Zeid pitched for Israel at the 2017 World Baseball Classic qualifier, and had a 1.35 ERA in 6 2/3 innings. In the first game of the series Zeid threw 48 pitches over 3.2 innings, giving up 2 hits and an earned run while striking out 2. Under World Baseball Classic rules any pitcher who throws over 50 pitches cannot pitch again for four days, therefore by pulling Zeid before reaching this limit, it enabled Israel to utilize Zeid again in the tournament. During the third and final game of the tournament, Zeid was the winning pitcher, after throwing 37 pitches over 3 innings of no hit ball, while giving up a walk and recording 3 strikeouts.

Zeid again pitched for Israel, at the 2017 World Baseball Classic main tournament, in March 2017. In the first game of round one, he was the winning pitcher as # 41-ranked Israel defeated # 3-ranked South Korea, with Zeid striking out four batters in three innings. Zeid said the win was the pinnacle of his career: "This has to be it. This has to be the top, top win as a team, I think in my career. I’ve been lucky enough to be part of a couple of championships in the lower levels in the minor leagues and in high school, but nothing compares to this stage." Overall, he was 1–0 with 2 saves and pitched 10 shutout innings giving up 5 hits, including 4 scoreless innings as a starting pitcher against world # 1 Team Japan, as his fastball hit 96 mph.

Following the conclusion of the tournament, pitcher Josh Zeid was named to the 2017 All-World Baseball Classic team.

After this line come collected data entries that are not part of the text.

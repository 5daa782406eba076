//! Cherry-pick planning
//!
//! Reconciles story changes against the commits a target branch can already
//! reach. A change counts as present as soon as any one of its physical
//! commits is reachable, whatever SHA the target holds it under.

use super::group::{Change, StoryChangeGroup};
use crate::commits::Commit;
use crate::core::error::{FlowError, FlowResult, UnverifiedChange};
use std::collections::HashSet;

/// Changes of one story split by presence on the target
#[derive(Debug)]
pub struct Presence<'a> {
  pub story_id: &'a str,
  pub present: Vec<&'a Change>,
  pub missing: Vec<&'a Change>,
}

/// Plans which trunk commits a release branch still needs
pub struct CherryPickPlanner {
  trunk_refs: Vec<String>,
}

impl CherryPickPlanner {
  /// `trunk_refs` are the ref names whose commits count as trunk lineage
  pub fn new(trunk_refs: Vec<String>) -> Self {
    Self { trunk_refs }
  }

  fn is_trunk(&self, commit: &Commit) -> bool {
    self.trunk_refs.iter().any(|name| *name == commit.source)
  }

  /// Partition every group's changes into present and missing
  pub fn presence<'a>(groups: &'a [StoryChangeGroup], reachable: &HashSet<String>) -> Vec<Presence<'a>> {
    groups
      .iter()
      .map(|group| {
        let (present, missing): (Vec<&Change>, Vec<&Change>) = group
          .changes
          .iter()
          .partition(|change| change.commits.iter().any(|c| reachable.contains(&c.sha)));
        Presence {
          story_id: &group.story_id,
          present,
          missing,
        }
      })
      .collect()
  }

  /// Groups reduced to their missing changes; fully present groups are dropped
  pub fn missing_changes(groups: &[StoryChangeGroup], reachable: &HashSet<String>) -> Vec<StoryChangeGroup> {
    Self::presence(groups, reachable)
      .into_iter()
      .filter(|presence| !presence.missing.is_empty())
      .map(|presence| StoryChangeGroup {
        story_id: presence.story_id.to_string(),
        changes: presence.missing.into_iter().cloned().collect(),
      })
      .collect()
  }

  /// Missing changes, rejecting any that trunk never saw.
  ///
  /// Every missing change needs at least one trunk-sourced commit. Otherwise
  /// the whole plan fails and lists each offending change.
  pub fn plan(&self, groups: &[StoryChangeGroup], reachable: &HashSet<String>) -> FlowResult<Vec<StoryChangeGroup>> {
    let missing = Self::missing_changes(groups, reachable);

    let offending: Vec<UnverifiedChange> = missing
      .iter()
      .flat_map(|group| {
        group
          .changes
          .iter()
          .filter(|change| !change.commits.iter().any(|c| self.is_trunk(c)))
          .map(|change| UnverifiedChange {
            story_id: group.story_id.clone(),
            change_id: change.change_id.clone(),
            commits: change
              .commits
              .iter()
              .map(|c| (c.sha.clone(), c.source.clone()))
              .collect(),
          })
      })
      .collect();

    if !offending.is_empty() {
      return Err(FlowError::Reachability(offending));
    }
    Ok(missing)
  }

  /// Trunk-sourced commits of a plan, ascending by commit date.
  ///
  /// Merge commits are left out; they cannot be replayed without a mainline.
  pub fn commits_to_pick<'a>(&self, plan: &'a [StoryChangeGroup]) -> Vec<&'a Commit> {
    let mut seen = HashSet::new();
    let mut picks: Vec<&Commit> = plan
      .iter()
      .flat_map(StoryChangeGroup::commits)
      .filter(|commit| self.is_trunk(commit))
      .filter(|commit| {
        if commit.is_merge() {
          tracing::warn!(sha = commit.short_sha(), "skipping merge commit");
          return false;
        }
        true
      })
      .filter(|commit| seen.insert(commit.sha.as_str()))
      .collect();

    picks.sort_by_key(|commit| commit.commit_date);
    picks
  }
}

In November 2019, he obtained Israeli citizenship so that he could play for Team Israel in baseball at the 2020 Summer Olympics in Tokyo.

His fastball in 2021 was approximately 92 mph.

He pitched for Team Israel at the 2020 Summer Olympics in Tokyo in the summer of 2021. He was 0–0 with an ERA of 3.12, as in three games (starts against Mexico and the Dominican Republic, and a relief appearance against South Korea) he pitched 8.2 innings and held batters to a .214 batting average.

Zeid pitched for Team Israel in the 2023 European Baseball Championship in September 2023 in the Czech Republic.